Tuesday, October 16, 2007

Week 6: #13 Tagging makes the web 2.0 world go round


I was first introduced to tagging via the Flickr photo-sharing website, where users can add subject tags to their photos search them, and group them. For example, before my recent vacation to South Padre Island (click to see the results of such a search), I did a tag search on Flickr for “Padre Island” and was able to get a nice visual preview of the beaches and attractions on the Island.

I got very excited about tags when, in library school, I was introduced to the concept of a “tag cloud” (image included is a tag cloud for the on-line catalog of the Ann Arbor Public Library), used for searching databases of tags. A tag cloud is a visual (digital) representation of tags, with the words that make up the tags appearing larger or smaller depending on a certain variable element regarding the tags in the database (usually this is the number of items which have a particular tag – tags which have few items associated with them appear small, those with many items appear larger).

Tag clouds struck me as a highly intuitive interface for searching, for example, library catalogs. Tag clouds might be more user-friendly than the search access interfaces for most contemporary integrated library systems. Adding the ability for library patrons to also create their own subject tags for library holdings (in addition to the “official” bibliographic metadata concerning the catalog created by library catalogers) also struck me as a great way to allow users to search using more natural and contemporary language. This kind of collaborative interaction with the collection would simultaneously create community interest and buy-in to the bibliographic resources of a library, as well as creating a new resource for access in itself. A working model of this sort of activity exists already. In the LibraryThing website’s use of tags for books, we see this sort of collaborative action at play, creating social networks for discussion and interest about books both in the public sphere and people’s own private libraries.

Tagging is also an option on in the indispensable bookmarking website, del.icio.us, although what is being tagged there is not books, but websites and on-line resources. For anyone who uses more than one computer and accesses the internet at different locations, del.icio.us is a tremendous resource, allowing immediate retrieval of your essential bookmarks from anywhere in the digital world. Like Karl Malden used to say in the American Express commercials: “don’t leave home without it”.

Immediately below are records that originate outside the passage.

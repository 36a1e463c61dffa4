//! Persisted "current" operator and account.
//!
//! Stored as `{root}/.selection.json`:
//!
//! ```json
//! { "operator": "O", "account": "A" }
//! ```

use std::path::{Path, PathBuf};

use serde::{Deserialize, Serialize};

use crate::error::{NscError, Result};

use super::fs::{read_optional, write_atomic};

const SELECTION_FILE: &str = ".selection.json";

/// The implicit context used when a command omits an explicit target.
#[derive(Debug, Clone, Default, PartialEq, Eq, Serialize, Deserialize)]
pub struct Selection {
    #[serde(default, skip_serializing_if = "Option::is_none")]
    pub operator: Option<String>,
    /// Only meaningful together with `operator`.
    #[serde(default, skip_serializing_if = "Option::is_none")]
    pub account: Option<String>,
}

impl Selection {
    pub fn path(root: &Path) -> PathBuf {
        root.join(SELECTION_FILE)
    }

    /// Load the selection, treating a missing file as an empty selection.
    ///
    /// # Errors
    ///
    /// Returns `NscError::InvalidFileFormat` if the file exists but is not a
    /// valid selection document.
    pub fn load(root: &Path) -> Result<Self> {
        let path = Self::path(root);
        match read_optional(&path)? {
            None => Ok(Self::default()),
            Some(bytes) => serde_json::from_slice(&bytes).map_err(|e| {
                NscError::InvalidFileFormat(format!("{}: {e}", path.display()))
            }),
        }
    }

    pub fn save(&self, root: &Path) -> Result<()> {
        let json = serde_json::to_vec_pretty(self)
            .map_err(|e| NscError::Serialization(e.to_string()))?;
        write_atomic(&Self::path(root), &json)
    }
}
//! Signed claim documents.
//!
//! The jwt module provides:
//! - Claim envelope and kind-specific payloads (operator, account, user, activation)
//! - Compact token encoding, signing and verification
//! - Subject pattern validation and containment
//! - BEGIN/END framing for exported tokens and seeds

pub mod armor;
pub mod claims;
pub mod subject;
pub mod token;

pub use armor::{extract_seed, extract_token, format_config, format_jwt};
pub use claims::{
    normalize_tags, AccountLimits, AccountPayload, ActivationPayload, ClaimKind, ClaimPayload,
    Claims, Export, ExportKind, Import, OperatorPayload, Permission, ResponseType, UserLimits,
    UserPayload, NO_LIMIT,
};
pub use subject::{is_wildcard, subject_contains, validate_subject};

While use of tags can be helpful as a reference tool, where you can search through users’ tags for various subjects, use of tags is necessary to access and organize the sites and resources which you have collected and bookmarked yourself. The tags, on del.icio.us, are an integral part of the operation of the application itself – kind of a built-in tool.

Tuesday, October 9, 2007

Week 5: #11 LibraryThing

LibraryThing is a website which allows you to virtually catalog your own personal book collection, creating on on-line database about your collection to which you can add various information (or metadata, as the really scary librarians call it) and share with other users throughout the world. The data you create in LibraryThing regarding your collection can be channeled into various on-line uses, similar to the wonderful XML-driven RSS feeds found on most blogs (for more info on RSS, please see my previous entry). One example of what LibraryThing can do is shown here on the right hand of my blog, where a random selection of 20 books from my collection are shown, with a different random set appearing each time someone comes to my blog page or refreshes the page. It’s a cool way to show off, er, to share your reading interests with other people. LibraryThing will also show you other users whose collections are similar to your own, and allow you to communicate with those users, either through email or in on-line forums.

Week 5 #10: Play around with Image Generators

I used Flickr’s FDToys to create the above image, showing a view of South Padre Island, where I spent 4 days last week on vacation.

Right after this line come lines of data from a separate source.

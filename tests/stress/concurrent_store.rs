//! Concurrency and partial-failure tests: several threads adding entities
//! to one store, and adds that fail part way through.

use std::thread;

use nsc_core::{
    AddOptions, ClaimEdit, EntityRef, ErrorKind, FixedClock, KeyStore, TrustStore,
};

const NOW: FixedClock = FixedClock(1_700_000_000);
const THREADS: usize = 8;
const ROUNDS: usize = 5;

fn store_with_operator(dir: &std::path::Path) -> TrustStore {
    let store = TrustStore::create(dir.join("stores"), KeyStore::new(dir.join("nkeys"))).unwrap();
    store.add_operator(&AddOptions::named("O"), &NOW).unwrap();
    store
}

fn leftover_temp_files(dir: &std::path::Path) -> Vec<String> {
    let mut found = Vec::new();
    let mut pending = vec![dir.to_path_buf()];
    while let Some(d) = pending.pop() {
        for entry in std::fs::read_dir(&d).unwrap() {
            let path = entry.unwrap().path();
            let name = path.file_name().unwrap().to_string_lossy().into_owned();
            if path.is_dir() {
                pending.push(path);
            } else if name.starts_with(".tmp") || name.ends_with(".tmp") {
                found.push(path.display().to_string());
            }
        }
    }
    found
}

// === Concurrent Adds ===

#[test]
fn stress_parallel_add_account() {
    let dir = tempfile::tempdir().unwrap();
    let store = store_with_operator(dir.path());

    thread::scope(|s| {
        for t in 0..THREADS {
            let store = &store;
            s.spawn(move || {
                for r in 0..ROUNDS {
                    let name = format!("acct-{t}-{r}");
                    store
                        .add_account("O", &AddOptions::named(&name), &NOW)
                        .unwrap_or_else(|e| panic!("adding {name} failed: {e}"));
                }
            });
        }
    });

    let accounts = store.list_accounts("O").unwrap();
    assert_eq!(accounts.len(), THREADS * ROUNDS);
    for account in &accounts {
        store.verify_chain(&EntityRef::account("O", account)).unwrap();
    }

    // Whichever add finished last owns the selection, and it is readable.
    let sel = store.current().unwrap();
    assert_eq!(sel.operator.as_deref(), Some("O"));
    assert!(accounts.contains(&sel.account.unwrap()));
    assert!(leftover_temp_files(dir.path()).is_empty());
}

#[test]
fn stress_parallel_add_user_same_account() {
    let dir = tempfile::tempdir().unwrap();
    let store = store_with_operator(dir.path());
    store.add_account("O", &AddOptions::named("A"), &NOW).unwrap();

    thread::scope(|s| {
        for t in 0..THREADS {
            let store = &store;
            s.spawn(move || {
                for r in 0..ROUNDS {
                    store
                        .add_user("O", "A", &AddOptions::named(format!("u-{t}-{r}")), &NOW)
                        .unwrap();
                }
            });
        }
    });

    let users = store.list_users("O", "A").unwrap();
    assert_eq!(users.len(), THREADS * ROUNDS);
    for user in &users {
        store.verify_chain(&EntityRef::user("O", "A", user)).unwrap();
    }
    // Operator, account and every user have their seed on disk.
    assert_eq!(store.keys().list().unwrap().len(), 2 + THREADS * ROUNDS);
}

#[test]
fn stress_parallel_edits_and_adds() {
    let dir = tempfile::tempdir().unwrap();
    let store = store_with_operator(dir.path());
    for t in 0..THREADS {
        store.add_account("O", &AddOptions::named(format!("e-{t}")), &NOW).unwrap();
    }

    thread::scope(|s| {
        for t in 0..THREADS {
            let store = &store;
            s.spawn(move || {
                let acct = EntityRef::account("O", format!("e-{t}"));
                for r in 0..ROUNDS {
                    store
                        .edit_claim(&acct, &[ClaimEdit::AddTags(vec![format!("r{r}")])], None, &NOW)
                        .unwrap();
                    store
                        .add_account("O", &AddOptions::named(format!("n-{t}-{r}")), &NOW)
                        .unwrap();
                }
            });
        }
    });

    for t in 0..THREADS {
        let claims = store
            .verify_chain(&EntityRef::account("O", format!("e-{t}")))
            .unwrap();
        let tags = claims.tags();
        for r in 0..ROUNDS {
            assert!(tags.contains(&format!("r{r}")), "e-{t} is missing tag r{r}");
        }
    }
    assert_eq!(store.list_accounts("O").unwrap().len(), THREADS * (ROUNDS + 1));
}

// === Partial Failures ===

#[test]
fn stress_adds_with_blocked_selection() {
    let dir = tempfile::tempdir().unwrap();
    let store = TrustStore::create(
        dir.path().join("stores"),
        KeyStore::new(dir.path().join("nkeys")),
    )
    .unwrap();
    std::fs::create_dir_all(dir.path().join("stores/.selection.json")).unwrap();

    store.add_operator(&AddOptions::named("O"), &NOW).unwrap();
    thread::scope(|s| {
        for t in 0..THREADS {
            let store = &store;
            s.spawn(move || {
                store.add_account("O", &AddOptions::named(format!("a-{t}")), &NOW).unwrap();
            });
        }
    });

    assert_eq!(store.list_operators().unwrap(), ["O"]);
    assert_eq!(store.list_accounts("O").unwrap().len(), THREADS);
    assert_eq!(
        store.add_operator(&AddOptions::named("O"), &NOW).unwrap_err().kind(),
        ErrorKind::Conflict
    );
}

#[test]
fn stress_rejected_add_leaves_no_trace() {
    let dir = tempfile::tempdir().unwrap();
    let store = store_with_operator(dir.path());
    let keys_before = store.keys().list().unwrap().len();

    let opts = AddOptions {
        start: "1w".into(),
        expiry: "1h".into(),
        ..AddOptions::named("bad")
    };
    assert_eq!(
        store.add_account("O", &opts, &NOW).unwrap_err().kind(),
        ErrorKind::Validation
    );
    assert!(!store.exists(&EntityRef::account("O", "bad")));
    assert!(store.list_accounts("O").unwrap().is_empty());
    assert_eq!(store.keys().list().unwrap().len(), keys_before);

    // The rejected name is free for a valid retry.
    store.add_account("O", &AddOptions::named("bad"), &NOW).unwrap();
    assert_eq!(store.current().unwrap().account.as_deref(), Some("bad"));
}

FDToys allows you to add various textual and pictorial elements to already existing images. It also allows you to directly upload and manipulate images you have stored on the Flickr photo sharing site.

Week 4 #9 & #8: RSS, Newsreaders, and Finding Feeds


RSS (or Real Simple Syndication) is a means for automatically browsing on-line news sources or blogs (or practically any site that has regularly updated content in which you are interested) and having that new content condensed and delivered to one newsreader page for you. RSS runs through the miracle of XML, a programming language which makes digital content almost universally useable by any variety of computing devices (personal computers, mobile phones, television receivers, etc.) or applications.

If you’re still with me, let me assure you that in practical terms, RSS is a godsend. Instead of browsing around and visiting each individual website which has content in which you are interested, your one newsreader webpage does all the work for you. I use an RSS newsreader everyday (http://www.bloglines.com), used it extensively while in graduate school and now in my professional life for checking new additions to collaborative wiki pages or collaborative message boards and such. RSS is an essential tool for any internet user today.